The treatment of grade I and II ankle sprains is straight-forward, and conservative management remains the norm. Balduini and colleagues (1) advocated a short period of rest, ice, compression, and elevation (RICE) followed by protective taping or bracing and functional rehabilitation. The average disability is approximately 8 days and 15 days for grade I ankle sprains and grade II ankle sprains, respectively. (28)
The treatment of functional rehabilitation is based upon four stages of biologic healing. In the first stage, the RICE (rest, ice, compression, elevation) protocol is used to decrease inflammation and swelling in order to promote and improve conditions for healing. (29) In the second stage, ligaments are protected for one to three weeks during the healing or proliferation phase. Fibroblasts invade the injured area and form collagen fibers. Bracing or taping is recommended as it can decrease radiographic talar tilt. (30) Approximately 3 weeks after injury, collagen fibers mature and become scar tissue in the maturation phase. By performing controlled stretching, the collagen fibers are able to be reoriented and help prevent stiffness. At 6 to 8 weeks post-injury, the fourth and final stage of healing brings the patient near full strength and able to return to full activity. However, patients should be counseled to allow six to 12 months for full maturation and remodeling of the injured ligaments.
Treatment modalities during functional rehabilitation focus upon improving ankle mobilization and proprioception. The stationary bicycle and swimming can be useful to improve ankle range of motion. Strengthening is begun only after normal weightbearing and pain-free range of motion. Therapy focused on improving proprioception can utilize the tilt board and trampoline as a means to increasing balance and neuromuscular control. Other treatments such as cryo-therapy and NSAIDs have shown only marginal short-term benefits. (31,32)
For grade III ankle sprains, the treatment is less standardized. Good results have been reported for these injuries with acute repair, cast immobilization and functional rehabilitation. Kannus and Renstrom (33) reviewed 12 prospective studies and reported that functionally treated patients returned to work two- to four-times faster than those with acute repair. (33) In another comparative study, excellent to good outcomes were reported in 87% of functionally treated patients compared to 60% of surgically treated patients. In addition, patients that had undergone surgery had less range of motion at final follow-up. (34)

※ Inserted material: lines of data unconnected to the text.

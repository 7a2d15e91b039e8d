// Copyright 2025 Jonas Kruckenberg
//
// Licensed under the Apache License, Version 2.0, <LICENSE-APACHE or
// http://apache.org/licenses/LICENSE-2.0> or the MIT license <LICENSE-MIT or
// http://opensource.org/licenses/MIT>, at your option. This file may not be
// copied, modified, or distributed except according to those terms.

//! Spin-based synchronization primitives for the omptrace adapter.
//!
//! Tool callbacks run on runtime-owned threads and must never park, so all
//! mutual exclusion in the adapter is spinning. Two flavors are provided:
//!
//! - [`RawMutex`], a bare atomic-bool lock with explicit [`lock`]/[`unlock`]
//!   that may be released by a thread other than the one that acquired it.
//!   The overdue-event protocol depends on exactly that: a location's order
//!   lock is taken on the thread that finishes an implicit barrier and
//!   released on whichever thread writes the final task-end.
//! - [`Mutex`], a conventional guard-based data mutex built on `lock_api`
//!   over the same raw lock, for state that has a single logical owner per
//!   critical section (e.g. free lists).
//!
//! [`lock`]: RawMutex::lock
//! [`unlock`]: RawMutex::unlock

#![cfg_attr(not(test), no_std)]

mod cache_padded;
mod loom;
mod raw_mutex;

pub use cache_padded::CachePadded;
pub use raw_mutex::{RawMutex, SpinWait};

/// A guard-based spin mutex over [`RawMutex`].
#[cfg(not(loom))]
pub type Mutex<T> = lock_api::Mutex<RawMutex, T>;

/// RAII guard returned by [`Mutex::lock`].
#[cfg(not(loom))]
pub type MutexGuard<'a, T> = lock_api::MutexGuard<'a, RawMutex, T>;

/// Wraps a `const fn` stripping the "constness" when compiled under loom.
///
/// `loom` works by tracking additional state alongside each type, so many
/// methods that are `const` in `core` cannot be `const` in `loom`.
#[macro_export]
macro_rules! loom_const_fn {
    (
        $(#[$meta:meta])*
        $vis:vis const fn $name:ident($($arg:ident: $T:ty),*) -> $Ret:ty $body:block
    ) => {
        $(#[$meta])*
        #[cfg(not(loom))]
        $vis const fn $name($($arg: $T),*) -> $Ret $body

        $(#[$meta])*
        #[cfg(loom)]
        $vis fn $name($($arg: $T),*) -> $Ret $body
    };
}
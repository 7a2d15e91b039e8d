// Copyright 2025 Jonas Kruckenberg
//
// Licensed under the Apache License, Version 2.0, <LICENSE-APACHE or
// http://apache.org/licenses/LICENSE-2.0> or the MIT license <LICENSE-MIT or
// http://opensource.org/licenses/MIT>, at your option. This file may not be
// copied, modified, or distributed except according to those terms.

//! Error-signaling macros for the callback paths.
//!
//! The tool-callback interface has no return channel, so a violated protocol
//! invariant cannot be reported upwards; measurement data would be corrupt
//! from that point on. `bug!`/`bug_on!` therefore abort via panic.
//! `warn_once!` is for conditions that are worth a log line exactly once per
//! process (unsupported runtime features, known-lossy fallbacks).

/// Aborts the measurement over a broken protocol invariant.
macro_rules! bug {
    ($($arg:tt)+) => {
        panic!("measurement protocol bug: {}", format_args!($($arg)+))
    };
}

/// Aborts the measurement if `cond` holds.
macro_rules! bug_on {
    ($cond:expr) => {
        if $cond {
            $crate::macros::bug!("{}", stringify!($cond));
        }
    };
    ($cond:expr, $($arg:tt)+) => {
        if $cond {
            $crate::macros::bug!($($arg)+);
        }
    };
}

/// Emits a `tracing` warning the first time this call site is hit.
macro_rules! warn_once {
    ($($arg:tt)+) => {{
        static WARNED: core::sync::atomic::AtomicBool =
            core::sync::atomic::AtomicBool::new(false);
        if !WARNED.swap(true, core::sync::atomic::Ordering::Relaxed) {
            tracing::warn!($($arg)+);
        }
    }};
}

pub(crate) use {bug, bug_on, warn_once};
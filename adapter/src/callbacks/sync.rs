// Copyright 2025 Jonas Kruckenberg
//
// Licensed under the Apache License, Version 2.0, <LICENSE-APACHE or
// http://apache.org/licenses/LICENSE-2.0> or the MIT license <LICENSE-MIT or
// http://opensource.org/licenses/MIT>, at your option. This file may not be
// copied, modified, or distributed except according to those terms.

//! Sync regions, workshares, masked, dispatch and flush.
//!
//! These constructs nest, so a begin pushes its resolved region onto the
//! task's stack and the matching end pops it. The one exception is the
//! implicit barrier ending a parallel region: its end feeds the overdue
//! protocol in [`callbacks::parallel`] instead of a plain pop.
//!
//! [`callbacks::parallel`]: crate::callbacks::parallel

use crate::macros::{bug, bug_on, warn_once};
use crate::mgmt::Adapter;
use crate::regions::ToolEvent;
use crate::substrate::RegionHandle;
use crate::sys::{DispatchKind, OmptData, ScopeEndpoint, SyncRegionKind, WorkKind};
use crate::task::Task;
use crate::thread::{self, InMeasurement};
use core::num::NonZeroUsize;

Although rarely performed, some investigators have promoted acute repair for lateral ankle sprains. Leach and Schepsis advocated primary repair in young athletes with Grade III sprains. (35) A similar report found better objective scores in surgically managed patients but concluded that in most circumstances surgery was not worth the additional cost, risks, or complications. (36) Given that the results of secondary repair are similar to primary repair and that functional treatment has yielded similar outcomes, surgery is rarely indicated in the acute setting.
Chronic Ankle Instability
When eliciting the history from a patient with chronic ankle instability, the main complaint usually includes intermittent "giving out of the ankle" with a past history of at least two or three severe lateral ankle sprains. The patient often complains of difficulty and apprehension on uneven surfaces. Even a mild exacerbation can lead to short-term dysfunction; however, these patients are normally without pain or dysfunction between episodes. Bracing or taping may provide only partial relief or improvement.
On physical examination, the lower extremity is inspected and palpated while noting any existing hindfoot varus. The hindfoot motion should be recorded and peroneal muscle strength should be tested. Signs of generalized ligamentous laxity should be elicited. Stability testing consisting of the anterior drawer and talar tilt test should be performed. Proprioception is often abnormal in these patients as grade III ankle sprains have been noted to have up to 86% and 83% of peroneal nerve and tibial nerve stretch injury, respectively. (37) The modified Romberg test is used to examine proprioception as the patient stands on the normal ankle with their eyes open and then closed and is repeated for the injured ankle.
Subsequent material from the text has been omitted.